Wednesday, September 10, 2008

Spaces and Visions symposium, Philadelphia Oct 16-18

Symposium website

The Historians of Islamic Art Association (HIAA) will be holding an international symposium at the University of Pennsylvania, Philadelphia. This symposium is intended as the inauguration of a biennial cycle of meetings within the field in order to reflect its growth, to support its expanding methodological, regional, and temporal scope, and to give HIAA greater visibility internationally as the leading organization for historians of Islamic art, architecture and archaeology.


STRUCTURE OF SYMPOSIUM

The first symposium will take place over a three-day period and will have each of the three days focused on a different zone of interest. The first day, “Out of Late Antiquity,” takes up the field’s formative emphasis on early Islamic art, a field remade in recent years through continued archaeological investigations and critically informed readings of the historical sources. The second day, " ‘Unity and Variety’ Once More: Time, Place, Material,” examines the field’s definitive shift since the late 1970s to regional, dynastic, and media based inquiries. The third day, “Confronting Modernity,” addresses the extension of the field into the modern and contemporary periods, and emerging debates about their study.

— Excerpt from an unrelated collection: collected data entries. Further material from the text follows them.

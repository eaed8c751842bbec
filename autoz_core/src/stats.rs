use crate::config::OffsetBounds;
use crate::error::{AutoZError, AutoZResult};

/// Median of `vals`: middle element for odd counts, mean of the two middle
/// elements for even counts. `None` when empty.
pub fn median_of(vals: &[f32]) -> Option<f32> {
    if vals.is_empty() {
        return None;
    }
    let mut work = vals.to_vec();
    work.sort_by(f32::total_cmp);
    let n = work.len();
    if n % 2 == 1 {
        Some(work[n / 2])
    } else {
        Some(0.5 * (work[n / 2 - 1] + work[n / 2]))
    }
}

/// Finite, not a ghost zero-contact, and inside `[min, max]`.
pub fn is_valid_offset(v: f32, bounds: &OffsetBounds) -> bool {
    v.is_finite()
        && v.abs() >= bounds.ghost_epsilon_mm
        && v >= bounds.min_mm
        && v <= bounds.max_mm
}

/// Pass `v` through, or reject it with [`AutoZError::Range`].
pub fn check_offset(v: f32, bounds: &OffsetBounds) -> AutoZResult<f32> {
    if is_valid_offset(v, bounds) {
        Ok(v)
    } else {
        Err(AutoZError::Range {
            value: v,
            min: bounds.min_mm,
            max: bounds.max_mm,
        })
    }
}
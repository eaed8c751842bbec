//! Runtime configuration for the acquisition engine.
//!
//! These are separate from the TOML-deserialized config in `autoz_config`;
//! `conversions` bridges the two.

use std::time::Duration;

use autoz_traits::Position;

use crate::error::BuildError;

/// Half the sample window: rolling context and analysis zone are each this long.
pub const WINDOW_HALF: usize = 32;
/// Full sample window length.
pub const WINDOW_LEN: usize = WINDOW_HALF * 2;

/// Filter chain constants.
#[derive(Debug, Clone, Copy)]
pub struct FilterCfg {
    /// High-pass cutoff (Hz).
    pub cutoff_hz: f32,
    /// Sample rate the high-pass coefficient is computed for (Hz).
    pub sample_rate_hz: f32,
    /// Low-pass weight of the newest sample.
    pub lowpass_k: f32,
}

impl Default for FilterCfg {
    fn default() -> Self {
        Self {
            cutoff_hz: 1.0,
            sample_rate_hz: 80.0,
            lowpass_k: 0.9,
        }
    }
}

/// Contact detector thresholds, in filtered counts.
#[derive(Debug, Clone, Copy, PartialEq)]
pub struct TriggerCfg {
    pub min_hold: f32,
    pub max_hold: f32,
}

impl Default for TriggerCfg {
    fn default() -> Self {
        Self {
            min_hold: 2000.0,
            max_hold: 10000.0,
        }
    }
}

#[derive(Debug, Clone, Copy)]
pub struct ScanCfg {
    pub step_mm: f32,
    pub max_depth_mm: f32,
    pub xy_speed_mm_s: f32,
    pub z_speed_mm_s: f32,
    pub baseline_samples: usize,
    /// Upper bound on a single amplifier read.
    pub read_timeout: Duration,
}

impl Default for ScanCfg {
    fn default() -> Self {
        Self {
            step_mm: 0.02,
            max_depth_mm: -10.0,
            xy_speed_mm_s: 100.0,
            z_speed_mm_s: 2.0,
            baseline_samples: 8,
            read_timeout: Duration::from_millis(20),
        }
    }
}

#[derive(Debug, Clone, Copy)]
pub struct RepeatCfg {
    pub attempts: i32,
    pub tolerance_mm: f32,
    pub press_samples: usize,
}

impl Default for RepeatCfg {
    fn default() -> Self {
        Self {
            attempts: 0,
            tolerance_mm: 0.0,
            press_samples: 3,
        }
    }
}

#[derive(Debug, Clone, Copy)]
pub struct ReconcileCfg {
    /// Samples taken up front, clamped into [1, 3].
    pub initial_samples: u8,
    /// Total samples permitted, clamped into [1, 3].
    pub max_samples: u8,
    pub tolerance_mm: f32,
    pub y_spacing_mm: f32,
}

impl Default for ReconcileCfg {
    fn default() -> Self {
        Self {
            initial_samples: 1,
            max_samples: 2,
            tolerance_mm: 0.05,
            y_spacing_mm: 5.0,
        }
    }
}

/// Acceptance window for offsets.
#[derive(Debug, Clone, Copy)]
pub struct OffsetBounds {
    pub min_mm: f32,
    pub max_mm: f32,
    pub nozzle_expansion_mm: f32,
    pub ghost_epsilon_mm: f32,
}

impl Default for OffsetBounds {
    fn default() -> Self {
        Self {
            min_mm: -5.0,
            max_mm: 0.0,
            nozzle_expansion_mm: 0.05,
            ghost_epsilon_mm: 0.001,
        }
    }
}

#[derive(Debug, Clone, Copy)]
pub struct ProbeCfg {
    /// Touch probe XY relative to the nozzle.
    pub nozzle_to_probe: (f32, f32),
    pub press_position: (f32, f32),
    pub travel_z_mm: f32,
    pub shake_times: u32,
}

impl Default for ProbeCfg {
    fn default() -> Self {
        Self {
            nozzle_to_probe: (-24.25, -15.0),
            press_position: (25.0, 28.0),
            travel_z_mm: 4.0,
            shake_times: 20,
        }
    }
}

#[derive(Debug, Clone, Copy)]
pub struct CleanCfg {
    pub enabled: bool,
    pub start: Position,
    pub end: Position,
    pub hotend_c: f32,
    pub bed_c: f32,
}

impl Default for CleanCfg {
    fn default() -> Self {
        Self {
            enabled: true,
            start: Position::new(0.0, 15.0, 0.0),
            end: Position::new(0.0, 60.0, 0.0),
            hotend_c: 175.0,
            bed_c: 60.0,
        }
    }
}

#[derive(Debug, Clone, Copy)]
pub struct ThermalCfg {
    pub wait_timeout: Duration,
    pub hotend_tolerance_c: f32,
    pub bed_tolerance_c: f32,
    pub poll_interval: Duration,
}

impl Default for ThermalCfg {
    fn default() -> Self {
        Self {
            wait_timeout: Duration::from_secs(300),
            hotend_tolerance_c: 5.0,
            bed_tolerance_c: 2.0,
            poll_interval: Duration::from_millis(100),
        }
    }
}

/// Everything one calibration run needs to know.
#[derive(Debug, Clone, Copy, Default)]
pub struct CalibrationConfig {
    pub filter: FilterCfg,
    pub trigger: TriggerCfg,
    pub scan: ScanCfg,
    pub repeat: RepeatCfg,
    pub reconcile: ReconcileCfg,
    pub offset: OffsetBounds,
    pub probe: ProbeCfg,
    pub clean: CleanCfg,
    pub thermal: ThermalCfg,
}

impl CalibrationConfig {
    pub fn validate(&self) -> Result<(), BuildError> {
        let f = &self.filter;
        if !(f.cutoff_hz.is_finite() && f.cutoff_hz > 0.0) {
            return Err(BuildError::InvalidConfig("cutoff_hz must be > 0"));
        }
        if !(f.sample_rate_hz.is_finite() && f.sample_rate_hz > 0.0) {
            return Err(BuildError::InvalidConfig("sample_rate_hz must be > 0"));
        }
        if !(f.lowpass_k > 0.0 && f.lowpass_k <= 1.0) {
            return Err(BuildError::InvalidConfig("lowpass_k must be in (0, 1]"));
        }
        let t = &self.trigger;
        if !(t.min_hold > 0.0 && t.max_hold > t.min_hold) {
            return Err(BuildError::InvalidConfig(
                "trigger thresholds must satisfy 0 < min_hold < max_hold",
            ));
        }
        let s = &self.scan;
        if !(s.step_mm > 0.0 && s.step_mm.is_finite()) {
            return Err(BuildError::InvalidConfig("step_mm must be > 0"));
        }
        if s.max_depth_mm.is_nan() || s.max_depth_mm >= 0.0 {
            return Err(BuildError::InvalidConfig("max_depth_mm must be negative"));
        }
        if s.xy_speed_mm_s <= 0.0 || s.z_speed_mm_s <= 0.0 {
            return Err(BuildError::InvalidConfig("scan speeds must be > 0"));
        }
        if s.baseline_samples == 0 {
            return Err(BuildError::InvalidConfig("baseline_samples must be >= 1"));
        }
        if s.read_timeout.is_zero() {
            return Err(BuildError::InvalidConfig("read_timeout must be > 0"));
        }
        if self.repeat.press_samples == 0 {
            return Err(BuildError::InvalidConfig("press_samples must be >= 1"));
        }
        if self.repeat.tolerance_mm < 0.0 || self.reconcile.tolerance_mm < 0.0 {
            return Err(BuildError::InvalidConfig("tolerances must be >= 0"));
        }
        let o = &self.offset;
        if !(o.min_mm.is_finite() && o.max_mm.is_finite()) || o.min_mm >= o.max_mm {
            return Err(BuildError::InvalidConfig("offset min_mm must be < max_mm"));
        }
        if o.ghost_epsilon_mm < 0.0 {
            return Err(BuildError::InvalidConfig("ghost_epsilon_mm must be >= 0"));
        }
        if self.probe.travel_z_mm <= 0.0 {
            return Err(BuildError::InvalidConfig("travel_z_mm must be > 0"));
        }
        if self.thermal.poll_interval.is_zero() {
            return Err(BuildError::InvalidConfig("thermal poll_interval must be > 0"));
        }
        Ok(())
    }
}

The program for each day will consist of three separate elements: a keynote address, three sessions of papers, and a specialized workshop. The three keynote addresses will be supported by three scholarly sessions, each comprised of four papers. Session organizers have been be asked to develop a theme appropriate for the day for their session, and invite speaker or call for papers. They were free to invite a co-organizer. They have also been encouraged to recruit one of their four papers from abroad, preferably from scholars residing in countries of the Islamic world. The workshops, each led by an expert, are meant to familiarize colleagues with new directions or findings in specific sub-fields that may not familiar or easily accessible.

Thursday, August 21, 2008

My Article on "Ibn Khaldoun's world map" in the upcoming JNAS

My article "Towards reconstructing the Muqaddimah following Ibn Khaldun’s reading of the Idrisian text and maps," is published in this fall issue of the Journal of North African Studies (The Journal of North African Studies, 13:3, 293 — 306)... It includes a discussion of the propagation of the Idrisian world maps in Ibn Khaldoun's muqaddima, which is a subchapter in my dissertation... the article is based on a paper I gave in Tangier two years ago: "Physical Geography and Cartography in the Muqaddimah: Ibn Khaldun's Obedience and Disobedience of the contemporary authorships," presented in Les Mondes d'Ibn Khaldun, the annual conference of the American Institute for Maghrib Studies (AIMS), Tangier (Morocco), June 8-10, 2006.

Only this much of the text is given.